Opérateurs de plateformes numériques et travailleurs indépendants : gare au risque de requalification et à l’interdiction de gérer qui peut en découler !

Publié le : 22/04/2022 22 avril avr. 04 2022

L’ubérisation, désormais ancrée dans de nombreux secteurs d’activités, présente de nombreux avantages tant pour les opérateurs de plateforme innovants que pour les travailleurs à la recherche de flexibilité.

Toutefois, la proclamée indépendance des travailleurs des plateformes ne saurait travestir la nature réelle de la relation les liant aux opérateurs de plateformes. Depuis quelques années, les juridictions sociales se sont emparées du statut de ces travailleurs et ont à plusieurs reprises levé le voile sur des conventions qui relevaient en réalité du régime du contrat de travail. 

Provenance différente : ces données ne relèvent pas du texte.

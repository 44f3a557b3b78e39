use axum::{http::StatusCode, response::{IntoResponse, Json}};
use serde_json::json;
use thiserror::Error;

pub type Result<T, E = AppError> = std::result::Result<T, E>;

#[derive(Error, Debug)]
pub enum AppError {
    /// Rejected write; the store was not touched.
    #[error("{0}")]
    BadRequest(String),
    #[error("Method Not Allowed")]
    MethodNotAllowed,
    #[error("Payload Too Large")]
    PayloadTooLarge,
}

impl IntoResponse for AppError {
    fn into_response(self) -> axum::response::Response {
        match self {
            AppError::BadRequest(msg) => {
                (StatusCode::BAD_REQUEST, Json(json!({ "error": msg }))).into_response()
            }
            AppError::MethodNotAllowed => {
                (StatusCode::METHOD_NOT_ALLOWED, "Method Not Allowed").into_response()
            }
            AppError::PayloadTooLarge => {
                (StatusCode::PAYLOAD_TOO_LARGE, "Payload Too Large").into_response()
            }
        }
    }
}
pub mod config;
pub mod telemetry;
pub mod state;
pub mod error;
pub mod domain { pub mod entry; pub mod slug; }
pub mod services { pub mod housekeeping; pub mod storage; }
pub mod web { pub mod router; pub mod handlers; pub mod utils; }

use crate::services::housekeeping;
use crate::state::AppState;

/// Composition root: the stores are created here and handed to the router,
/// never reached through globals.
pub async fn build_app(cfg: crate::config::Config) -> (axum::Router, u16) {
    let state = AppState::new(&cfg);

    if let Some(every) = cfg.sweep_every {
        housekeeping::start_sweeper(state.clone(), every).await;
        tracing::info!(every_secs = every.as_secs(), "background sweep enabled");
    }
    tracing::info!(
        preview = cfg.preview.enabled,
        preview_ttl = ?cfg.preview.expiry,
        paste = cfg.paste.enabled,
        paste_ttl = ?cfg.paste.expiry,
        "variants configured"
    );

    (crate::web::router::build_router(state, &cfg), cfg.port)
}
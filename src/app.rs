// Copyright 2021 Datafuse Labs
//
// Licensed under the Apache License, Version 2.0 (the "License");
// you may not use this file except in compliance with the License.
// You may obtain a copy of the License at
//
//     http://www.apache.org/licenses/LICENSE-2.0
//
// Unless required by applicable law or agreed to in writing, software
// distributed under the License is distributed on an "AS IS" BASIS,
// WITHOUT WARRANTIES OR CONDITIONS OF ANY KIND, either express or implied.
// See the License for the specific language governing permissions and
// limitations under the License.

mod handlers;
mod responses;
mod state;

pub use handlers::router;
pub use state::{AppConfig, AppState, RenderOptions};
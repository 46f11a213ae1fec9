// Copyright 2021 Datafuse Labs
//
// Licensed under the Apache License, Version 2.0 (the "License");
// you may not use this file except in compliance with the License.
// You may obtain a copy of the License at
//
//     http://www.apache.org/licenses/LICENSE-2.0
//
// Unless required by applicable law or agreed to in writing, software
// distributed under the License is distributed on an "AS IS" BASIS,
// WITHOUT WARRANTIES OR CONDITIONS OF ANY KIND, either express or implied.
// See the License for the specific language governing permissions and
// limitations under the License.

//! Macro SQL front end: scanning dashboard queries into an AST, expanding the
//! leading pseudo-functions and substituting the time/interval macros.

mod ast;
mod escape;
mod keywords;
mod lexer;
mod macros;
mod render;
mod scanner;

pub use ast::{Ast, FromClause, JoinClause, MacroCall};
pub use escape::{TemplateVariable, VariableValue, escape, interpolate};
pub use keywords::{Clause, MacroKind};
pub use lexer::split_top_level;
pub use render::{ColumnConfig, DateTimeType, MacroExpander, RenderContext, render};
pub use scanner::Scanner;

pub(crate) use keywords::parse_interval_literal;

use thiserror::Error;

#[derive(Debug, Clone, PartialEq, Error)]
pub enum QueryError {
    #[error("{message}: `{fragment}`")]
    Parse { message: String, fragment: String },
    #[error("{message}. Parsed arguments are: {}", .args.join(", "))]
    MacroArgument { message: String, args: Vec<String> },
    #[error("invalid query response: {0}")]
    InvalidResponse(String),
}

impl QueryError {
    pub(crate) fn parse(message: impl Into<String>, fragment: impl Into<String>) -> Self {
        Self::Parse {
            message: message.into(),
            fragment: fragment.into(),
        }
    }

    pub(crate) fn macro_argument(message: impl Into<String>, args: &[String]) -> Self {
        Self::MacroArgument {
            message: message.into(),
            args: args.to_vec(),
        }
    }
}
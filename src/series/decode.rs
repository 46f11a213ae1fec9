// Copyright 2021 Datafuse Labs
//
// Licensed under the Apache License, Version 2.0 (the "License");
// you may not use this file except in compliance with the License.
// You may obtain a copy of the License at
//
//     http://www.apache.org/licenses/LICENSE-2.0
//
// Unless required by applicable law or agreed to in writing, software
// distributed under the License is distributed on an "AS IS" BASIS,
// WITHOUT WARRANTIES OR CONDITIONS OF ANY KIND, either express or implied.
// See the License for the specific language governing permissions and
// limitations under the License.

use serde::{Deserialize, Serialize};
use serde_json::Value;

use crate::{sql::QueryError, time::parse_datetime_millis};

#[derive(Debug, Clone, PartialEq, Eq, Serialize, Deserialize)]
pub struct ColumnMeta {
    pub name: String,
    #[serde(rename = "type", default)]
    pub data_type: String,
}

/// A single cell after numeric coercion.
#[derive(Debug, Clone, PartialEq, Serialize)]
#[serde(untagged)]
pub enum Scalar {
    Number(f64),
    Text(String),
}

impl Scalar {
    pub fn as_number(&self) -> Option<f64> {
        match self {
            Scalar::Number(value) => Some(*value),
            Scalar::Text(_) => None,
        }
    }

    fn from_json(value: &Value) -> Option<Self> {
        match value {
            Value::Null => None,
            Value::Number(number) => number.as_f64().map(Scalar::Number),
            Value::String(text) => Some(coerce(text)),
            Value::Bool(flag) => Some(Scalar::Text(flag.to_string())),
            other => Some(Scalar::Text(other.to_string())),
        }
    }

    pub fn to_json(&self) -> Value {
        match self {
            Scalar::Number(value) => serde_json::Number::from_f64(*value)
                .map(Value::Number)
                .unwrap_or(Value::Null),
            Scalar::Text(text) => Value::String(text.clone()),
        }
    }
}

fn coerce(text: &str) -> Scalar {
    match text.parse::<f64>() {
        Ok(number) if number.is_finite() => Scalar::Number(number),
        _ => Scalar::Text(text.to_string()),
    }
}

/// A result cell, classified before pivoting.
#[derive(Debug, Clone, PartialEq)]
pub enum ColumnValue {
    Null,
    Scalar(Scalar),
    /// `[[label, value], …]` as produced by `groupArray((key, value))`. A
    /// `None` value marks a null inside the pair.
    LabeledPairs(Vec<(String, Option<Scalar>)>),
}

impl ColumnValue {
    pub fn decode(value: &Value) -> Self {
        match value {
            Value::Null => ColumnValue::Null,
            Value::Array(items) => match labeled_pairs(items) {
                Some(pairs) => ColumnValue::LabeledPairs(pairs),
                None => ColumnValue::Scalar(Scalar::Text(value.to_string())),
            },
            other => Scalar::from_json(other)
                .map(ColumnValue::Scalar)
                .unwrap_or(ColumnValue::Null),
        }
    }
}

fn labeled_pairs(items: &[Value]) -> Option<Vec<(String, Option<Scalar>)>> {
    items
        .iter()
        .map(|item| match item.as_array()?.as_slice() {
            [label, value] => Some((label_text(label)?, Scalar::from_json(value))),
            _ => None,
        })
        .collect()
}

fn label_text(label: &Value) -> Option<String> {
    match label {
        Value::String(text) => Some(text.clone()),
        Value::Number(number) => Some(number.to_string()),
        Value::Bool(flag) => Some(flag.to_string()),
        _ => None,
    }
}

/// Epoch milliseconds from a timestamp cell: a number, a numeric string or
/// a datetime string.
pub fn timestamp_millis(value: &Value) -> Result<i64, QueryError> {
    let parsed = match value {
        Value::Number(number) => number
            .as_i64()
            .or_else(|| number.as_f64().map(|ms| ms.round() as i64)),
        Value::String(text) => text
            .parse::<i64>()
            .ok()
            .or_else(|| parse_datetime_millis(text)),
        _ => None,
    };
    parsed.ok_or_else(|| QueryError::InvalidResponse(format!("unreadable timestamp {value}")))
}
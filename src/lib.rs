// Copyright 2021 Datafuse Labs
//
// Licensed under the Apache License, Version 2.0 (the "License");
// you may not use this file except in compliance with the License.
// You may obtain a copy of the License at
//
//     http://www.apache.org/licenses/LICENSE-2.0
//
// Unless required by applicable law or agreed to in writing, software
// distributed under the License is distributed on an "AS IS" BASIS,
// WITHOUT WARRANTIES OR CONDITIONS OF ANY KIND, either express or implied.
// See the License for the specific language governing permissions and
// limitations under the License.

//! Dashboard macro SQL for ClickHouse: scanning, macro expansion and result
//! reshaping, plus the HTTP adapter that exposes them.

pub mod app;
pub mod error;
pub mod series;
pub mod sql;
pub mod time;
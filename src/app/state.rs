// Copyright 2021 Datafuse Labs
//
// Licensed under the Apache License, Version 2.0 (the "License");
// you may not use this file except in compliance with the License.
// You may obtain a copy of the License at
//
//     http://www.apache.org/licenses/LICENSE-2.0
//
// Unless required by applicable law or agreed to in writing, software
// distributed under the License is distributed on an "AS IS" BASIS,
// WITHOUT WARRANTIES OR CONDITIONS OF ANY KIND, either express or implied.
// See the License for the specific language governing permissions and
// limitations under the License.

use std::{collections::BTreeMap, sync::Arc};

use chrono::{DateTime, Utc};
use log::info;
use serde::Deserialize;

use crate::{
    error::AppError,
    sql::{Ast, ColumnConfig, DateTimeType, RenderContext, Scanner, TemplateVariable},
    time::{RangeBound, TimeRange, interval_seconds},
};

pub(crate) const DEFAULT_FROM: &str = "now-6h";
pub(crate) const DEFAULT_TO: &str = "now";

#[derive(Clone)]
pub struct AppState {
    config: Arc<AppConfig>,
    parser: Scanner,
}

impl AppState {
    pub fn new(config: AppConfig) -> Self {
        info!(
            "render defaults: table={} datetime_column={} ({:?}) interval={} x{} extrapolate={}",
            config.columns.qualified_table(),
            config.columns.date_time_column,
            config.columns.date_time_type,
            config.interval,
            config.interval_factor,
            config.extrapolate
        );
        Self {
            config: Arc::new(config),
            parser: Scanner,
        }
    }

    pub fn config(&self) -> &AppConfig {
        &self.config
    }

    pub fn parse(&self, query: &str) -> Result<Ast, AppError> {
        self.parser.parse(query).map_err(AppError::from)
    }

    /// Builds the render context for one request. Request options take
    /// precedence over the configured defaults.
    pub fn render_context(
        &self,
        options: &RenderOptions,
        now: DateTime<Utc>,
    ) -> Result<RenderContext, AppError> {
        let range = resolve_range(&options.from, &options.to, now)?;
        let interval = options.interval.as_deref().unwrap_or(&self.config.interval);
        let factor = options
            .interval_factor
            .unwrap_or(self.config.interval_factor);
        let interval_seconds = interval_seconds(interval, factor).map_err(AppError::BadRequest)?;

        let mut columns = self.config.columns.clone();
        if let Some(database) = &options.database {
            columns.database = database.clone();
        }
        if let Some(table) = &options.table {
            columns.table = table.clone();
        }
        if let Some(date_column) = &options.date_column {
            columns.date_column = (!date_column.is_empty()).then(|| date_column.clone());
        }
        if let Some(date_time_column) = &options.date_time_column {
            columns.date_time_column = date_time_column.clone();
        }
        if let Some(date_time_type) = options.date_time_type {
            columns.date_time_type = date_time_type;
        }

        Ok(RenderContext {
            range,
            interval_seconds,
            columns,
            variables: options.variables.clone(),
        })
    }
}

pub(crate) fn resolve_range(
    from: &RangeBound,
    to: &RangeBound,
    now: DateTime<Utc>,
) -> Result<TimeRange, AppError> {
    TimeRange::resolve(from, to, now).map_err(AppError::BadRequest)
}

pub struct AppConfig {
    pub columns: ColumnConfig,
    pub interval: String,
    pub interval_factor: u32,
    pub extrapolate: bool,
}

/// Per-request render settings. Unset fields fall back to [`AppConfig`].
#[derive(Debug, Clone, Deserialize)]
#[serde(rename_all = "camelCase")]
pub struct RenderOptions {
    #[serde(default = "default_from")]
    pub from: RangeBound,
    #[serde(default = "default_to")]
    pub to: RangeBound,
    pub interval: Option<String>,
    pub interval_factor: Option<u32>,
    pub database: Option<String>,
    pub table: Option<String>,
    pub date_column: Option<String>,
    pub date_time_column: Option<String>,
    pub date_time_type: Option<DateTimeType>,
    #[serde(default)]
    pub variables: BTreeMap<String, TemplateVariable>,
}

impl Default for RenderOptions {
    fn default() -> Self {
        Self {
            from: default_from(),
            to: default_to(),
            interval: None,
            interval_factor: None,
            database: None,
            table: None,
            date_column: None,
            date_time_column: None,
            date_time_type: None,
            variables: BTreeMap::new(),
        }
    }
}

pub(crate) fn default_from() -> RangeBound {
    RangeBound::from(DEFAULT_FROM)
}

pub(crate) fn default_to() -> RangeBound {
    RangeBound::from(DEFAULT_TO)
}
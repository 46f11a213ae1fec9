// Copyright 2021 Datafuse Labs
//
// Licensed under the Apache License, Version 2.0 (the "License");
// you may not use this file except in compliance with the License.
// You may obtain a copy of the License at
//
//     http://www.apache.org/licenses/LICENSE-2.0
//
// Unless required by applicable law or agreed to in writing, software
// distributed under the License is distributed on an "AS IS" BASIS,
// WITHOUT WARRANTIES OR CONDITIONS OF ANY KIND, either express or implied.
// See the License for the specific language governing permissions and
// limitations under the License.

use std::{io::Read, net::SocketAddr};

use chrono::Utc;
use clap::{Parser, Subcommand};
use clickhouse_macro_adapter::{
    app::{AppConfig, AppState, RenderOptions, router},
    error::AppError,
    sql::{ColumnConfig, DateTimeType, render},
    time::RangeBound,
};
use log::{LevelFilter, info};

#[derive(Debug, Parser)]
#[command(author, version, about, disable_help_subcommand = true)]
struct Args {
    /// HTTP bind address for the adapter server
    #[arg(long = "bind", env = "BIND_ADDR", default_value = "0.0.0.0:3100")]
    bind: SocketAddr,
    /// Database prefixed to `$table`
    #[arg(long, env = "CLICKHOUSE_DATABASE", default_value = "default")]
    database: String,
    /// Table substituted for `$table`
    #[arg(long, env = "CLICKHOUSE_TABLE", default_value = "")]
    table: String,
    /// Coarse date column used for partition pruning in `$timeFilter`
    #[arg(long = "date-column", env = "DATE_COLUMN")]
    date_column: Option<String>,
    /// Column bucketed by `$timeSeries` and filtered by `$timeFilter`
    #[arg(long = "datetime-column", env = "DATETIME_COLUMN", default_value = "EventTime")]
    date_time_column: String,
    /// Storage type of the datetime column
    #[arg(
        long = "datetime-type",
        env = "DATETIME_TYPE",
        value_enum,
        default_value = "datetime"
    )]
    date_time_type: DateTimeType,
    /// Bucket width used when a request does not carry one, e.g. 30s or 1m
    #[arg(long, env = "DEFAULT_INTERVAL", default_value = "30s")]
    interval: String,
    /// Multiplier applied to the bucket width
    #[arg(long = "interval-factor", env = "INTERVAL_FACTOR", default_value_t = 1)]
    interval_factor: u32,
    /// Disable boundary extrapolation of time series
    #[arg(long = "no-extrapolate", env = "NO_EXTRAPOLATE")]
    no_extrapolate: bool,
    #[command(subcommand)]
    command: Option<Command>,
}

#[derive(Debug, Subcommand)]
enum Command {
    /// Serve the HTTP API (default)
    Serve,
    /// Expand a macro query and print the SQL; reads stdin when no query is given
    Render {
        query: Option<String>,
        #[arg(long, default_value = "now-6h")]
        from: String,
        #[arg(long, default_value = "now")]
        to: String,
        #[arg(long)]
        interval: Option<String>,
    },
    /// Print the scanned AST as JSON; reads stdin when no query is given
    Ast { query: Option<String> },
}

impl Args {
    fn config(&self) -> AppConfig {
        AppConfig {
            columns: ColumnConfig {
                database: self.database.clone(),
                table: self.table.clone(),
                date_column: self.date_column.clone().filter(|c| !c.is_empty()),
                date_time_column: self.date_time_column.clone(),
                date_time_type: self.date_time_type,
            },
            interval: self.interval.clone(),
            interval_factor: self.interval_factor,
            extrapolate: !self.no_extrapolate,
        }
    }
}

#[tokio::main]
async fn main() -> Result<(), AppError> {
    init_logging();
    let args = Args::parse();
    let state = AppState::new(args.config());
    match args.command {
        None | Some(Command::Serve) => serve(state, args.bind).await,
        Some(Command::Render {
            query,
            from,
            to,
            interval,
        }) => {
            let query = read_query(query)?;
            let options = RenderOptions {
                from: RangeBound::from(from.as_str()),
                to: RangeBound::from(to.as_str()),
                interval,
                ..RenderOptions::default()
            };
            let context = state.render_context(&options, Utc::now())?;
            println!("{}", render(&query, &context)?);
            Ok(())
        }
        Some(Command::Ast { query }) => {
            let ast = state.parse(&read_query(query)?)?;
            let json = serde_json::to_string_pretty(&ast)
                .map_err(|err| AppError::Internal(format!("failed to encode ast: {err}")))?;
            println!("{json}");
            Ok(())
        }
    }
}

async fn serve(state: AppState, bind: SocketAddr) -> Result<(), AppError> {
    let app = router(state);
    info!("binding TCP listener on {bind}");
    let listener = tokio::net::TcpListener::bind(bind)
        .await
        .map_err(|err| AppError::Internal(format!("failed to bind listener: {err}")))?;
    info!("clickhouse-macro-adapter listening on {bind}");
    axum::serve(listener, app)
        .await
        .map_err(|err| AppError::Internal(format!("server error: {err}")))?;
    Ok(())
}

fn read_query(query: Option<String>) -> Result<String, AppError> {
    if let Some(query) = query {
        return Ok(query);
    }
    let mut buffer = String::new();
    std::io::stdin()
        .read_to_string(&mut buffer)
        .map_err(|err| AppError::Internal(format!("failed to read query from stdin: {err}")))?;
    Ok(buffer)
}

fn init_logging() {
    if std::env::var_os("RUST_LOG").is_some() {
        env_logger::Builder::from_default_env().init();
    } else {
        env_logger::Builder::new()
            .filter_level(LevelFilter::Warn)
            .filter_module("clickhouse_macro_adapter", LevelFilter::Info)
            .init();
    }
}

Les entreprises pionnières de ce modèle économique ont alors fait les frais de ces requalifications, comme en témoigne la récente condamnation de Deliveroo pour travail dissimulé. Les opérateurs de plateformes numériques proposant de tels services d’intermédiation auront donc tout intérêt à tirer les enseignements nécessaires de ces décisions. 

La remise en cause par les juges du modèle de travail indépendant en présence d’un lien de subordination 

Le recours à des prestataires indépendants, revêtant la plupart du temps le statut d’autoentrepreneur, est désormais courant dans des secteurs où les emplois étaient auparavant salariés. La mise en place de tels systèmes ne doit cependant pas cacher l’existence d’un lien de subordination entre l’opérateur de plateformes et le travailleur indépendant.

Le lien de subordination est caractérisé par le pouvoir de l’employeur « de donner des ordres et des directives, d'en contrôler l'exécution et de sanctionner les manquements de son subordonné » (Cass. soc., 13 novembre 1996, n°94-13.187 « Société Générale »). 

En 2018, dans une affaire concernant la plateforme Take It Easy (Cass. soc., 28 novembre 2018, n°17-20.079), la Cour de cassation s’est pour la première fois prononcée sur le statut des travailleurs des plateformes, faisant application de sa jurisprudence classique en matière de caractérisation du lien de subordination. 

La Cour rappelle que la qualification du contrat liant les parties ne saurait dépendre de leur volonté, mais des conditions de fait dans lesquelles est exercée l’activité des travailleurs.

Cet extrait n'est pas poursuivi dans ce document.